Шрифт:
Интервал:
Закладка:
На следующий день Совет министров принял «Положение о временном устройстве государственной власти в России», а также произвел вице-адмирала Колчака в полные адмиралы. Вечером на погонах Колчака сияло уже три черных мрачных орла.
Поздно, уже в темноте, в половине десятого, автомобиль Колчака остановился на глухой, без единого фонаря, сжатой лютой студью Надеждинской улице. Колчак вышел из машины. Флотский лейтенант Комелов, сменивший Апушкина на посту личного адъютанта адмирала, вынес два свертка.
В одном свертке была еда, в другом – шампанское. Анна Васильевна еще не спала. Из своей комнаты, завешенной домотканым полотном, вышел Цицерон. Недоуменно подвигал нижней губой, к которой намертво присохла цигарка.
Разглядев орлов на золотых погонах адмирала, Цицерон перекрестился: «Свят, свят, свят!» – и задом подлез под домотканую занавеску. Больше Колчак в тот вечер его не увидел.
Взять власть просто, трудно ее удержать. Вот тут-то многие и пускаются во все тяжкие – делают все возможное, чтобы она не выскользнула из рук, кровь и вино льются в этой борьбе одинаково обильно, повороты случаются такие непредвиденные, что историки потом только диву даются, распутывая их.
Не все с одинаковым восторгом отнеслись к избранию Колчака Верховным правителем России. Резко против выступили забайкальский казачий атаман Г. М. Семенов,[171] лидер партии эсеров В. М. Чернов, командующий вооруженными силами Южного Урала Ф. Е. Махин. Чехословацкий корпус постарался переворота не заметить.
– Это сугубо внутреннее дело русских, – вполне резонно заявил один из командиров генерал-майор Я. Сыровны.
Против Колчака выступило и беглое Учредительное собрание, переместившееся из Петрограда вначале в Екатеринбург, а потом, после арестов, произведенных по распоряжению Колчака, в Уфу. Несколько членов Учредительного собрания погибло: И. Н. Муксунов был застрелен в гостинице, арестованный депутат Н. В. Фомин убит во время бунта в тюрьме, К. Т. Почекуев, бежав из тюрьмы, замерз на окраине города.
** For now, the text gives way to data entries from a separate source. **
use super::Session;
use crate::output::print_json;
use prism_core::{Project, TaskPath};
use std::path::Path;

#[derive(Debug, Clone, Copy)]
pub enum Move {
    Next,
    Prev,
    Enter,
    Up,
}

pub fn cd(root: &Path, raw: &str, json: bool) -> anyhow::Result<()> {
    let mut session = Session::open(root)?;
    let path = session.resolve(raw)?;
    session.project.set_cursor(path)?;
    session.save()?;
    report(&session.project, json)
}

pub fn step(root: &Path, movement: Move, json: bool) -> anyhow::Result<()> {
    let mut session = Session::open(root)?;
    match movement {
        Move::Next => session.project.next()?,
        Move::Prev => session.project.previous()?,
        Move::Enter => session.project.enter()?,
        Move::Up => session.project.leave()?,
    };
    session.save()?;
    report(&session.project, json)
}

pub fn pwd(root: &Path, json: bool) -> anyhow::Result<()> {
    let session = Session::open(root)?;
    report(&session.project, json)
}

fn report(project: &Project, json: bool) -> anyhow::Result<()> {
    let path: &TaskPath = project.cursor().path();
    let node = project.get(path).ok();
    if json {
        print_json(&serde_json::json!({
            "cursor": path.to_string(),
            "level": node.map(|n| n.level),
            "label": node.map(|n| n.label.as_str()),
            "status": node.map(|n| n.status),
        }))?;
    } else {
        match node {
            Some(n) => println!("{path}  ({} {}, {})", n.level, n.label, n.status),
            None => println!("{path}"),
        }
    }
    Ok(())
}
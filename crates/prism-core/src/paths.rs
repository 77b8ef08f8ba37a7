use crate::error::{PrismError, Result};
use crate::types::Level;
use regex::Regex;
use std::path::{Path, PathBuf};
use std::sync::OnceLock;

// ---------------------------------------------------------------------------
// Directory constants
// ---------------------------------------------------------------------------

pub const PRSM_DIR: &str = ".prsm";
pub const BACKUPS_DIR: &str = ".prsm/backups";

pub const STATE_FILE: &str = ".prsm/state.yaml";
pub const LOCK_FILE: &str = ".prsm/state.lock";
pub const CONFIG_FILE: &str = ".prsm/config.yaml";

/// File-name prefix shared by the state file's temp siblings and backups.
pub const STATE_STEM: &str = "state";

// ---------------------------------------------------------------------------
// Path helpers
// ---------------------------------------------------------------------------

pub fn prsm_dir(root: &Path) -> PathBuf {
    root.join(PRSM_DIR)
}

pub fn state_path(root: &Path) -> PathBuf {
    root.join(STATE_FILE)
}

pub fn lock_path(root: &Path) -> PathBuf {
    root.join(LOCK_FILE)
}

pub fn config_path(root: &Path) -> PathBuf {
    root.join(CONFIG_FILE)
}

pub fn backups_dir(root: &Path) -> PathBuf {
    root.join(BACKUPS_DIR)
}

pub fn backup_path(root: &Path, file_name: &str) -> PathBuf {
    backups_dir(root).join(file_name)
}

// ---------------------------------------------------------------------------
// Identifier validation
// ---------------------------------------------------------------------------

static ID_RE: OnceLock<Regex> = OnceLock::new();
static VERSION_RE: OnceLock<Regex> = OnceLock::new();
static CONCRETE_VERSION_RE: OnceLock<Regex> = OnceLock::new();

fn id_re() -> &'static Regex {
    ID_RE.get_or_init(|| {
        Regex::new(r"^[A-Za-z0-9](?:[A-Za-z0-9._ \-]*[A-Za-z0-9._\-])?$").unwrap()
    })
}

fn version_re() -> &'static Regex {
    VERSION_RE.get_or_init(|| Regex::new(r"^\d+\.\d+(?:\.\d+)?(?:\.[x*])?$").unwrap())
}

fn concrete_version_re() -> &'static Regex {
    CONCRETE_VERSION_RE.get_or_init(|| Regex::new(r"^\d+\.\d+\.\d+$").unwrap())
}

pub fn validate_id(id: &str) -> Result<()> {
    if id.is_empty() || id.len() > 64 || !id_re().is_match(id) {
        return Err(PrismError::Validation(format!(
            "invalid identifier '{id}': must start with a letter or digit and contain only \
             letters, digits, '.', '_', '-' or inner spaces"
        )));
    }
    Ok(())
}

/// Check the identifier rules for a node of `level`. Milestones and Blocks are
/// identified by their version label; a Block needs a concrete version.
pub fn validate_id_for(level: Level, id: &str) -> Result<()> {
    validate_id(id)?;
    match level {
        Level::Milestone if !version_re().is_match(id) => Err(PrismError::Validation(format!(
            "invalid milestone version '{id}': expected e.g. 0.1.x or 1.2"
        ))),
        Level::Block if !concrete_version_re().is_match(id) => Err(PrismError::Validation(
            format!("invalid block version '{id}': expected major.minor.patch, e.g. 0.1.1"),
        )),
        _ => Ok(()),
    }
}

// ---------------------------------------------------------------------------
// Tests
// ---------------------------------------------------------------------------

#[cfg(test)]
mod tests {
    use super::*;

    #[test]
    fn valid_ids() {
        for id in ["alpha", "data-model", "task 1", "v2", "0.1.x", "a_b"] {
            validate_id(id).unwrap_or_else(|_| panic!("expected valid: {id}"));
        }
    }

    #[test]
    fn invalid_ids() {
        for id in ["", "-lead", " padded", "trailing ", "a/b", "tab\there"] {
            assert!(validate_id(id).is_err(), "expected invalid: {id:?}");
        }
    }

    #[test]
    fn version_rules_per_level() {
        validate_id_for(Level::Milestone, "0.1.x").unwrap();
        validate_id_for(Level::Milestone, "3.2").unwrap();
        validate_id_for(Level::Block, "0.1.1").unwrap();
        assert!(validate_id_for(Level::Milestone, "beta").is_err());
        assert!(validate_id_for(Level::Block, "0.1.x").is_err());
        validate_id_for(Level::Task, "beta").unwrap();
    }

    #[test]
    fn path_helpers() {
        let root = Path::new("/tmp/proj");
        assert_eq!(state_path(root), PathBuf::from("/tmp/proj/.prsm/state.yaml"));
        assert_eq!(lock_path(root), PathBuf::from("/tmp/proj/.prsm/state.lock"));
        assert_eq!(
            backup_path(root, "state.000001.yaml"),
            PathBuf::from("/tmp/proj/.prsm/backups/state.000001.yaml")
        );
    }
}
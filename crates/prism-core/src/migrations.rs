//! Forward-only schema migrations for the state document.
//!
//! Each step rewrites a raw YAML document from version `n` to `n + 1`. The
//! loader runs every step from the document's `schema_version` up to
//! [`SCHEMA_VERSION`] before deserializing into typed structs.

use crate::error::{PrismError, Result};
use chrono::Utc;
use serde_yaml::{Mapping, Value};
use std::path::Path;

/// Version written by this build.
pub const SCHEMA_VERSION: u32 = 2;

type Step = fn(Value) -> std::result::Result<Value, String>;

/// Registered steps keyed by the version they upgrade from.
const MIGRATIONS: &[(u32, Step)] = &[(1, migrate_v1_to_v2)];

/// `schema_version` of a raw document. Documents without one predate the
/// field and are version 1.
pub fn version_of(doc: &Value) -> std::result::Result<u32, String> {
    match doc.get("schema_version") {
        None | Some(Value::Null) => Ok(1),
        Some(v) => v
            .as_u64()
            .and_then(|n| u32::try_from(n).ok())
            .ok_or_else(|| format!("schema_version must be a positive integer, got {v:?}")),
    }
}

/// Upgrade `doc` to [`SCHEMA_VERSION`]. `path` only feeds error messages.
pub fn migrate(mut doc: Value, path: &Path) -> Result<Value> {
    let mut version = version_of(&doc).map_err(|e| PrismError::corrupt(path, e))?;
    if version > SCHEMA_VERSION || version == 0 {
        return Err(PrismError::UnsupportedVersion {
            found: version,
            supported: SCHEMA_VERSION,
        });
    }
    while version < SCHEMA_VERSION {
        let Some((_, step)) = MIGRATIONS.iter().find(|(from, _)| *from == version) else {
            return Err(PrismError::UnsupportedVersion {
                found: version,
                supported: SCHEMA_VERSION,
            });
        };
        doc = step(doc).map_err(|e| {
            PrismError::corrupt(path, format!("migrating from version {version}: {e}"))
        })?;
        tracing::info!(
            from = version,
            to = version + 1,
            path = %path.display(),
            "migrated state document"
        );
        version += 1;
    }
    Ok(doc)
}

// ---------------------------------------------------------------------------
// v1 → v2
// ---------------------------------------------------------------------------

/// Version 1 nested each tier under its own key (`milestones`, `blocks`,
/// `tasks`, `subtasks`), identified Phases/Tasks/Subtasks by `name`,
/// Milestones by `versions` and Blocks by `version`, used the statuses
/// `not_started` and `on_hold`, and stored the cursor as a `nav_path` string.
/// It had no timer. Orphans are not part of the hierarchy and are dropped.
pub fn migrate_v1_to_v2(doc: Value) -> std::result::Result<Value, String> {
    let Value::Mapping(old) = doc else {
        return Err("document root is not a mapping".into());
    };
    let now = Value::String(Utc::now().to_rfc3339());

    let phases = match old.get("phases") {
        None | Some(Value::Null) => Vec::new(),
        Some(Value::Sequence(seq)) => seq
            .iter()
            .map(|p| convert_node(p, 0, &now))
            .collect::<std::result::Result<_, _>>()?,
        Some(_) => return Err("`phases` is not a list".into()),
    };

    let cursor: Vec<Value> = old
        .get("nav_path")
        .and_then(Value::as_str)
        .unwrap_or_default()
        .split('/')
        .filter(|s| !s.is_empty())
        .map(|s| Value::String(s.to_string()))
        .collect();

    if let Some(Value::Sequence(orphans)) = old.get("orphans") {
        if !orphans.is_empty() {
            tracing::warn!(count = orphans.len(), "dropping orphan tasks during migration");
        }
    }

    let project = old
        .get("project")
        .and_then(Value::as_str)
        .unwrap_or("untitled")
        .to_string();

    let mut new = Mapping::new();
    new.insert("schema_version".into(), Value::from(2u64));
    new.insert("project".into(), Value::String(project));
    new.insert("updated_at".into(), now.clone());
    new.insert("phases".into(), Value::Sequence(phases));
    let mut timer = Mapping::new();
    timer.insert("state".into(), "idle".into());
    new.insert("timer".into(), Value::Mapping(timer));
    new.insert("cursor".into(), Value::Sequence(cursor));
    new.insert("history".into(), Value::Sequence(Vec::new()));
    Ok(Value::Mapping(new))
}

/// Per tier: level name, identifier key, children key.
const V1_TIERS: [(&str, &str, Option<&str>); 5] = [
    ("phase", "name", Some("milestones")),
    ("milestone", "versions", Some("blocks")),
    ("block", "version", Some("tasks")),
    ("task", "name", Some("subtasks")),
    ("subtask", "name", None),
];

fn convert_node(old: &Value, depth: usize, now: &Value) -> std::result::Result<Value, String> {
    let (level, id_key, children_key) = V1_TIERS[depth];
    let Value::Mapping(old) = old else {
        return Err(format!("{level} entry is not a mapping"));
    };
    let id = old
        .get(id_key)
        .and_then(Value::as_str)
        .ok_or_else(|| format!("{level} is missing `{id_key}`"))?
        .to_string();

    let mut node = Mapping::new();
    node.insert("id".into(), Value::String(id.clone()));
    node.insert("label".into(), Value::String(id.clone()));
    node.insert("level".into(), level.into());

    let reason = match old.get("reason").and_then(Value::as_str) {
        Some(r) if !r.trim().is_empty() => Some(r.to_string()),
        _ => old
            .get("version_match")
            .and_then(Value::as_str)
            .map(|v| format!("matches versions {v}")),
    };
    if let Some(reason) = reason {
        node.insert("reason".into(), Value::String(reason));
    }

    let status = match old.get("status").and_then(Value::as_str) {
        None | Some("not_started") => "pending",
        Some("on_hold") => "blocked",
        Some(s @ ("in_progress" | "completed" | "blocked")) => s,
        Some(other) => return Err(format!("{level} '{id}' has unknown status '{other}'")),
    };
    node.insert("status".into(), status.into());

    let stamp = old.get("started_at").filter(|v| !v.is_null()).cloned();
    node.insert("created_at".into(), stamp.clone().unwrap_or_else(|| now.clone()));
    node.insert("updated_at".into(), now.clone());
    if let Some(started) = stamp {
        node.insert("started_at".into(), started);
    }
    if let Some(finished) = old.get("finished_at").filter(|v| !v.is_null()) {
        node.insert("finished_at".into(), finished.clone());
    }

    if let Some(key) = children_key {
        if let Some(Value::Sequence(kids)) = old.get(key) {
            let children = kids
                .iter()
                .map(|k| convert_node(k, depth + 1, now))
                .collect::<std::result::Result<Vec<_>, _>>()
                .map_err(|e| format!("under {level} '{id}': {e}"))?;
            if !children.is_empty() {
                node.insert("children".into(), Value::Sequence(children));
            }
        }
    }
    Ok(Value::Mapping(node))
}
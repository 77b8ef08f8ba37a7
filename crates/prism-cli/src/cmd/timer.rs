use super::Session;
use crate::output::{fmt_duration, print_json, print_table};
use clap::Subcommand;
use prism_core::{PrismError, TimerState};
use std::path::Path;
use std::time::Duration;

#[derive(Subcommand)]
pub enum TimerSubcommand {
    /// Start timing a subtask (defaults to the cursor)
    Start {
        path: Option<String>,
        /// What you are working on
        #[arg(long)]
        note: Option<String>,
    },
    /// Pause the running timer
    Pause,
    /// Resume the paused timer
    Resume,
    /// Stop the timer and record its time on the subtask
    Stop {
        /// Replace the session note
        #[arg(long)]
        note: Option<String>,
    },
    /// Show the timer state
    Status,
    /// Log time directly on a subtask or a task without subtasks
    Log {
        path: String,
        /// e.g. 90s, 25m, 1h30m; a bare number means minutes
        duration: String,
        #[arg(long)]
        note: Option<String>,
    },
    /// Show recent timer sessions
    History {
        #[arg(long, default_value = "20")]
        limit: usize,
    },
}

pub fn run(root: &Path, subcmd: TimerSubcommand, json: bool) -> anyhow::Result<()> {
    match subcmd {
        TimerSubcommand::Start { path, note } => {
            start(root, path.as_deref().unwrap_or("."), note, json)
        }
        TimerSubcommand::Pause => pause(root, json),
        TimerSubcommand::Resume => resume(root, json),
        TimerSubcommand::Stop { note } => stop(root, note, json),
        TimerSubcommand::Status => status(root, json),
        TimerSubcommand::Log {
            path,
            duration,
            note,
        } => log(root, &path, &duration, note, json),
        TimerSubcommand::History { limit } => history(root, limit, json),
    }
}

fn start(root: &Path, raw: &str, note: Option<String>, json: bool) -> anyhow::Result<()> {
    let mut session = Session::open(root)?;
    let path = session.resolve(raw)?;
    let previous = session.project.start(&path)?;
    if note.is_some() {
        session.project.describe(note)?;
    }
    session.save()?;

    if json {
        print_json(&serde_json::json!({
            "target": path.to_string(),
            "state": TimerState::Running,
            "stopped": previous,
        }))?;
    } else {
        if let Some(prev) = &previous {
            println!(
                "Stopped {} after {}",
                prev.target,
                fmt_duration(prev.duration)
            );
        }
        println!("Timer running on {path}");
    }
    Ok(())
}

fn pause(root: &Path, json: bool) -> anyhow::Result<()> {
    let mut session = Session::open(root)?;
    let elapsed = session.project.pause()?;
    session.save()?;

    if json {
        print_json(&serde_json::json!({
            "state": TimerState::Paused,
            "elapsed_secs": elapsed.as_secs(),
        }))?;
    } else {
        println!("Timer paused at {}", fmt_duration(elapsed));
    }
    Ok(())
}

fn resume(root: &Path, json: bool) -> anyhow::Result<()> {
    let mut session = Session::open(root)?;
    session.project.resume()?;
    session.save()?;

    let target = session
        .project
        .timer()
        .target()
        .map(ToString::to_string)
        .unwrap_or_default();
    if json {
        print_json(&serde_json::json!({ "state": TimerState::Running, "target": target }))?;
    } else {
        println!("Timer resumed on {target}");
    }
    Ok(())
}

fn stop(root: &Path, note: Option<String>, json: bool) -> anyhow::Result<()> {
    let mut session = Session::open(root)?;
    if note.is_some() {
        session.project.describe(note)?;
    }
    let entry = session.project.stop()?;
    session.save()?;

    let total = session.project.time_spent(&entry.target).unwrap_or_default();
    if json {
        print_json(&serde_json::json!({
            "entry": entry,
            "total_secs": total.as_secs(),
        }))?;
    } else {
        println!(
            "Recorded {} on {} (total {})",
            fmt_duration(entry.duration),
            entry.target,
            fmt_duration(total)
        );
    }
    Ok(())
}

fn status(root: &Path, json: bool) -> anyhow::Result<()> {
    let session = Session::open(root)?;
    let timer = session.project.timer();
    let elapsed = session.project.elapsed();

    if json {
        print_json(&serde_json::json!({
            "state": timer.state(),
            "target": timer.target().map(ToString::to_string),
            "elapsed_secs": elapsed.as_secs(),
            "note": timer.description(),
        }))?;
    } else {
        match timer.target() {
            Some(target) => {
                println!(
                    "{} on {target} ({})",
                    timer.state(),
                    fmt_duration(elapsed)
                );
                if let Some(note) = timer.description() {
                    println!("note: {note}");
                }
            }
            None => println!("{}", timer.state()),
        }
    }
    Ok(())
}

fn log(
    root: &Path,
    raw: &str,
    duration: &str,
    note: Option<String>,
    json: bool,
) -> anyhow::Result<()> {
    let duration = parse_duration(duration)?;
    let mut session = Session::open(root)?;
    let path = session.resolve(raw)?;
    let total = session.project.log_time(&path, duration, note)?;
    session.save()?;

    if json {
        print_json(&serde_json::json!({
            "path": path.to_string(),
            "logged_secs": duration.as_secs(),
            "total_secs": total.as_secs(),
        }))?;
    } else {
        println!(
            "Logged {} on {path} (total {})",
            fmt_duration(duration),
            fmt_duration(total)
        );
    }
    Ok(())
}

fn history(root: &Path, limit: usize, json: bool) -> anyhow::Result<()> {
    let session = Session::open(root)?;
    let entries = session.project.history();
    let recent = &entries[entries.len().saturating_sub(limit)..];

    if json {
        print_json(&recent)?;
        return Ok(());
    }
    if recent.is_empty() {
        println!("No timer sessions recorded.");
        return Ok(());
    }
    let rows = recent
        .iter()
        .rev()
        .map(|e| {
            vec![
                e.ended_at.format("%Y-%m-%d %H:%M").to_string(),
                fmt_duration(e.duration),
                e.target.to_string(),
                e.description.clone().unwrap_or_default(),
            ]
        })
        .collect();
    print_table(&["ENDED", "DURATION", "TARGET", "NOTE"], rows);
    Ok(())
}

/// `90s`, `25m`, `1h30m`, `1h 5m 10s`; a bare number is minutes.
fn parse_duration(raw: &str) -> Result<Duration, PrismError> {
    let invalid = || {
        PrismError::Validation(format!(
            "invalid duration '{raw}': use e.g. 90s, 25m or 1h30m"
        ))
    };
    let compact: String = raw.chars().filter(|c| !c.is_whitespace()).collect();
    if compact.is_empty() {
        return Err(invalid());
    }
    if let Ok(minutes) = compact.parse::<u64>() {
        let secs = minutes.checked_mul(60).ok_or_else(invalid)?;
        return if secs == 0 {
            Err(invalid())
        } else {
            Ok(Duration::from_secs(secs))
        };
    }
    let mut total = 0u64;
    let mut digits = String::new();
    for c in compact.chars() {
        if c.is_ascii_digit() {
            digits.push(c);
            continue;
        }
        let scale = match c.to_ascii_lowercase() {
            'h' => 3600,
            'm' => 60,
            's' => 1,
            _ => return Err(invalid()),
        };
        let n: u64 = digits.parse().map_err(|_| invalid())?;
        total = n
            .checked_mul(scale)
            .and_then(|secs| total.checked_add(secs))
            .ok_or_else(invalid)?;
        digits.clear();
    }
    if !digits.is_empty() || total == 0 {
        return Err(invalid());
    }
    Ok(Duration::from_secs(total))
}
Следом было расстреляно несколько членов Учредительного собрания, эсеров и меньшевиков – Кириенко, Марковецкий, Девятов и другие. Сделала это группа колчаковских офицеров. Поговаривали – по распоряжению самого адмирала. Сам же Колчак это категорически отрицал, хотя и чувствовал: власть в руках без крови не удержать.
Все эти смерти были записаны на личный счет Колчака – кровавый счет, ибо за все, что сейчас ни делалось в России, отвечал уже он. Лично.
Дни у Колчака перемежались с ночами, ночи с днями. Он потерял ощущение времени – жил, действовал вне его. Как на фронте, в Первую мировую войну. Но там был враг, была цель, все было ясно, здесь ясности не было никакой.
Колчак чувствовал, что он плывет по течению, будто упавший с дерева в реку лист, и куда его вынесет поток, не знает никто.
Кем только ни была набита Сибирь той поры! Тут оттачивали свое боевое мастерство японские и американские дивизии. В грабежах и поборах соревновались друг с другом английские, французские, чехословацкие, сербские, польские, румынские солдаты – каждая часть со своим национальным флагом, со своими героями и своими генералами во главе. Особо стояли казаки Семенова и Калмыкова – Колчака они ни видеть, ни слышать не хотели.
– И чего эта морская вошь вздумала затесаться в нашу степную полынь? – недоумевали они. – Непонятно. Морей у нас на тысячи километров – ни одного. Окромя, конечно, Байкала… Очень даже непонятен интерес этой соленой жужелицы к степным просторам.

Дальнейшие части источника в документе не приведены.